Ystormun walked around the desk to stand above Garan.
‘Yes, it was. And I have no time for honour or free will. There is only conquest and domination.’ Ystormun leaned right down until Garan’s eyes were full of the mage lord’s leathery face and his nose full of the trademark musty odour. ‘And you are part of my inevitable rise to power in Balaia.’

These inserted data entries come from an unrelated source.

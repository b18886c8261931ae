//! Echo Forge HTTP presentation layer
//!
//! axum router, handlers, middleware and OpenAPI documentation for the
//! Echo Forge API.

pub mod error;
pub mod handlers;
pub mod middleware;
pub mod openapi;
pub mod routes;
pub mod state;

pub use error::{ApiError, ErrorResponse};
pub use middleware::{RequestIdLayer, ValidatedJson, ValidationError};
pub use routes::{cors_layer, create_router};
pub use state::{AppState, ServicePorts};
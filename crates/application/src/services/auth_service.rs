//! OAuth redirect and stored API-key sessions
//!
//! When encryption is enabled, `api_key` is sealed before it reaches the
//! store as `enc:v1:<base64(nonce || ciphertext)>` and opened again on the
//! way out. Callers always see plaintext. Rows without the prefix are
//! returned as stored.

use std::{fmt, sync::Arc};

use base64::{Engine, engine::general_purpose::STANDARD};
use domain::{ApiKeySession, NewApiKeySession, UserId};
use tracing::{debug, instrument, warn};

use crate::{
    error::ApplicationError,
    ports::{ApiKeySessionStorePort, EncryptionPort, IdentityProviderPort},
};

/// Redirect target used when the caller gives none
pub const DEFAULT_REDIRECT_TO: &str = "http://localhost:3000";

/// Marker for sealed `api_key` values
pub const SEALED_PREFIX: &str = "enc:v1:";

const OAUTH_PROVIDER: &str = "google";

/// Service behind `/api/auth`
pub struct AuthService {
    identity: Arc<dyn IdentityProviderPort>,
    sessions: Arc<dyn ApiKeySessionStorePort>,
    encryption: Arc<dyn EncryptionPort>,
}

impl fmt::Debug for AuthService {
    fn fmt(&self, f: &mut fmt::Formatter<'_>) -> fmt::Result {
        f.debug_struct("AuthService")
            .field("encryption_enabled", &self.encryption.is_enabled())
            .finish_non_exhaustive()
    }
}

impl AuthService {
    pub fn new(
        identity: Arc<dyn IdentityProviderPort>,
        sessions: Arc<dyn ApiKeySessionStorePort>,
        encryption: Arc<dyn EncryptionPort>,
    ) -> Self {
        Self {
            identity,
            sessions,
            encryption,
        }
    }

    /// URL to redirect the browser to for Google sign-in
    #[instrument(skip(self))]
    pub fn google_sign_in_url(&self, redirect_to: Option<&str>) -> Result<String, ApplicationError> {
        let redirect_to = redirect_to
            .filter(|r| !r.is_empty())
            .unwrap_or(DEFAULT_REDIRECT_TO);
        self.identity.authorize_url(OAUTH_PROVIDER, redirect_to)
    }

    /// Store a session row and return it with the plaintext key
    #[instrument(skip(self, session), fields(user_id = %session.user_id))]
    pub async fn store_session(
        &self,
        session: NewApiKeySession,
    ) -> Result<ApiKeySession, ApplicationError> {
        let plaintext = session.api_key.clone();
        let sealed = NewApiKeySession {
            api_key: self.seal(&plaintext)?,
            ..session
        };

        let mut stored = self.sessions.insert(&sealed).await?;
        stored.api_key = plaintext;
        debug!(sealed = self.encryption.is_enabled(), "Stored API-key session");
        Ok(stored)
    }

    #[instrument(skip(self), fields(user_id = %user_id))]
    pub async fn get_session(&self, user_id: &UserId) -> Result<ApiKeySession, ApplicationError> {
        let mut session = self
            .sessions
            .find_by_user(user_id)
            .await?
            .ok_or_else(|| ApplicationError::NotFound("Session not found".to_string()))?;
        session.api_key = self.open(&session.api_key)?;
        Ok(session)
    }

    fn seal(&self, api_key: &str) -> Result<String, ApplicationError> {
        if !self.encryption.is_enabled() {
            return Ok(api_key.to_string());
        }
        let sealed = self.encryption.encrypt(api_key.as_bytes())?;
        Ok(format!("{SEALED_PREFIX}{}", STANDARD.encode(sealed)))
    }

    fn open(&self, stored: &str) -> Result<String, ApplicationError> {
        let Some(encoded) = stored.strip_prefix(SEALED_PREFIX) else {
            return Ok(stored.to_string());
        };
        if !self.encryption.is_enabled() {
            warn!("Stored API key is sealed but no encryption key is configured");
            return Err(ApplicationError::Configuration(
                "session encryption key is required to read this session".to_string(),
            ));
        }

        let sealed = STANDARD
            .decode(encoded)
            .map_err(|e| ApplicationError::Internal(format!("Failed to decode base64: {e}")))?;
        let plain = self.encryption.decrypt(&sealed)?;
        String::from_utf8(plain).map_err(|e| {
            ApplicationError::Internal(format!("Decrypted data is not valid UTF-8: {e}"))
        })
    }
}

#[cfg(test)]
mod tests {
    use std::sync::Mutex;

    use super::*;
    use crate::ports::{
        MockApiKeySessionStorePort, MockEncryptionPort, MockIdentityProviderPort, NoOpEncryption,
    };

    /// Reversible stand-in cipher
    fn xor_encryption() -> MockEncryptionPort {
        let mut enc = MockEncryptionPort::new();
        enc.expect_is_enabled().return_const(true);
        enc.expect_encrypt()
            .returning(|p| Ok(p.iter().map(|b| b ^ 0x5a).collect()));
        enc.expect_decrypt()
            .returning(|c| Ok(c.iter().map(|b| b ^ 0x5a).collect()));
        enc
    }

    fn echo_store(captured: Arc<Mutex<Option<String>>>) -> MockApiKeySessionStorePort {
        let mut store = MockApiKeySessionStorePort::new();
        let inserted = Arc::clone(&captured);
        store.expect_insert().returning(move |s| {
            *inserted.lock().unwrap() = Some(s.api_key.clone());
            Ok(ApiKeySession {
                id: Some("1".into()),
                user_id: s.user_id.clone(),
                api_key: s.api_key.clone(),
                provider: s.provider.clone(),
                created_at: None,
            })
        });
        store.expect_find_by_user().returning(move |user| {
            Ok(captured.lock().unwrap().clone().map(|key| ApiKeySession {
                id: Some("1".into()),
                user_id: user.clone(),
                api_key: key,
                provider: None,
                created_at: None,
            }))
        });
        store
    }

    fn service(
        store: MockApiKeySessionStorePort,
        encryption: Arc<dyn EncryptionPort>,
    ) -> AuthService {
        let mut identity = MockIdentityProviderPort::new();
        identity
            .expect_authorize_url()
            .returning(|provider, redirect| Ok(format!("https://idp/{provider}?to={redirect}")));
        AuthService::new(Arc::new(identity), Arc::new(store), encryption)
    }

    #[test]
    fn sign_in_defaults_redirect() {
        let svc = service(MockApiKeySessionStorePort::new(), Arc::new(NoOpEncryption));
        assert_eq!(
            svc.google_sign_in_url(None).unwrap(),
            "https://idp/google?to=http://localhost:3000"
        );
        assert_eq!(
            svc.google_sign_in_url(Some("https://app.example")).unwrap(),
            "https://idp/google?to=https://app.example"
        );
    }

    #[tokio::test]
    async fn api_key_round_trips_through_encryption() {
        let captured = Arc::new(Mutex::new(None));
        let svc = service(echo_store(Arc::clone(&captured)), Arc::new(xor_encryption()));

        let new = NewApiKeySession::new(Some("user-1"), Some("sk-live-123"), None).unwrap();
        let stored = svc.store_session(new).await.unwrap();
        assert_eq!(stored.api_key, "sk-live-123");

        let at_rest = captured.lock().unwrap().clone().unwrap();
        assert!(at_rest.starts_with(SEALED_PREFIX));
        assert!(!at_rest.contains("sk-live-123"));

        let fetched = svc
            .get_session(&UserId::parse("user-1").unwrap())
            .await
            .unwrap();
        assert_eq!(fetched.api_key, "sk-live-123");
    }

    #[tokio::test]
    async fn without_encryption_key_is_stored_verbatim() {
        let captured = Arc::new(Mutex::new(None));
        let svc = service(echo_store(Arc::clone(&captured)), Arc::new(NoOpEncryption));

        let new = NewApiKeySession::new(Some("u"), Some("plain"), None).unwrap();
        svc.store_session(new).await.unwrap();
        assert_eq!(captured.lock().unwrap().as_deref(), Some("plain"));
    }

    #[tokio::test]
    async fn legacy_plaintext_rows_are_returned_verbatim() {
        let captured = Arc::new(Mutex::new(Some("legacy-key".to_string())));
        let svc = service(echo_store(captured), Arc::new(xor_encryption()));

        let fetched = svc.get_session(&UserId::parse("u").unwrap()).await.unwrap();
        assert_eq!(fetched.api_key, "legacy-key");
    }

    #[tokio::test]
    async fn missing_session_is_not_found() {
        let mut store = MockApiKeySessionStorePort::new();
        store.expect_find_by_user().returning(|_| Ok(None));
        let svc = service(store, Arc::new(NoOpEncryption));

        let err = svc
            .get_session(&UserId::parse("ghost").unwrap())
            .await
            .unwrap_err();
        assert!(matches!(err, ApplicationError::NotFound(_)));
    }
}
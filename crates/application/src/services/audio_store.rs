//! Generated audio files served from the output directory

use std::path::{Path, PathBuf};

use domain::GeneratedAudio;
use tracing::{debug, instrument};
use uuid::Uuid;

use crate::error::ApplicationError;

/// Directory holding synthesized speech, exposed through `/api/download`
#[derive(Debug, Clone)]
pub struct GeneratedAudioStore {
    dir: PathBuf,
}

impl GeneratedAudioStore {
    pub fn new(dir: impl Into<PathBuf>) -> Self {
        Self { dir: dir.into() }
    }

    pub fn dir(&self) -> &Path {
        &self.dir
    }

    /// Persist MP3 bytes as `generated_speech_<8 hex>.mp3`
    #[instrument(skip(self, audio), fields(bytes = audio.len()))]
    pub async fn save(&self, audio: &[u8]) -> Result<GeneratedAudio, ApplicationError> {
        tokio::fs::create_dir_all(&self.dir).await?;

        let id = Uuid::new_v4().simple().to_string();
        let filename = format!("generated_speech_{}.mp3", &id[..8]);
        tokio::fs::write(self.dir.join(&filename), audio).await?;

        debug!(filename = %filename, "Saved generated audio");
        Ok(GeneratedAudio::new(filename))
    }

    /// Read a previously generated file
    ///
    /// Names with path separators or `..` are rejected before touching disk.
    pub async fn read(&self, filename: &str) -> Result<Vec<u8>, ApplicationError> {
        if !is_plain_filename(filename) {
            return Err(ApplicationError::InvalidInput("Invalid filename".to_string()));
        }

        match tokio::fs::read(self.dir.join(filename)).await {
            Ok(bytes) => Ok(bytes),
            Err(e) if e.kind() == std::io::ErrorKind::NotFound => {
                Err(ApplicationError::NotFound("File not found".to_string()))
            },
            Err(e) => Err(e.into()),
        }
    }
}

fn is_plain_filename(name: &str) -> bool {
    !name.is_empty() && !name.contains(['/', '\\']) && !name.contains("..")
}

‘Got me a new sword, have you? I can’t wait to see the fear on your enemies’ faces when they see me limping towards them.’
Ystormun growled again. ‘Something in this festering land gives the elves their long life and I will seed that in you if it takes me another hundred and fifty years. So you will live, Garan, and you will see the new breed of humans born. Those I can imbue with long life, great speed and huge strength. Unstoppable. Loyal. Willing.’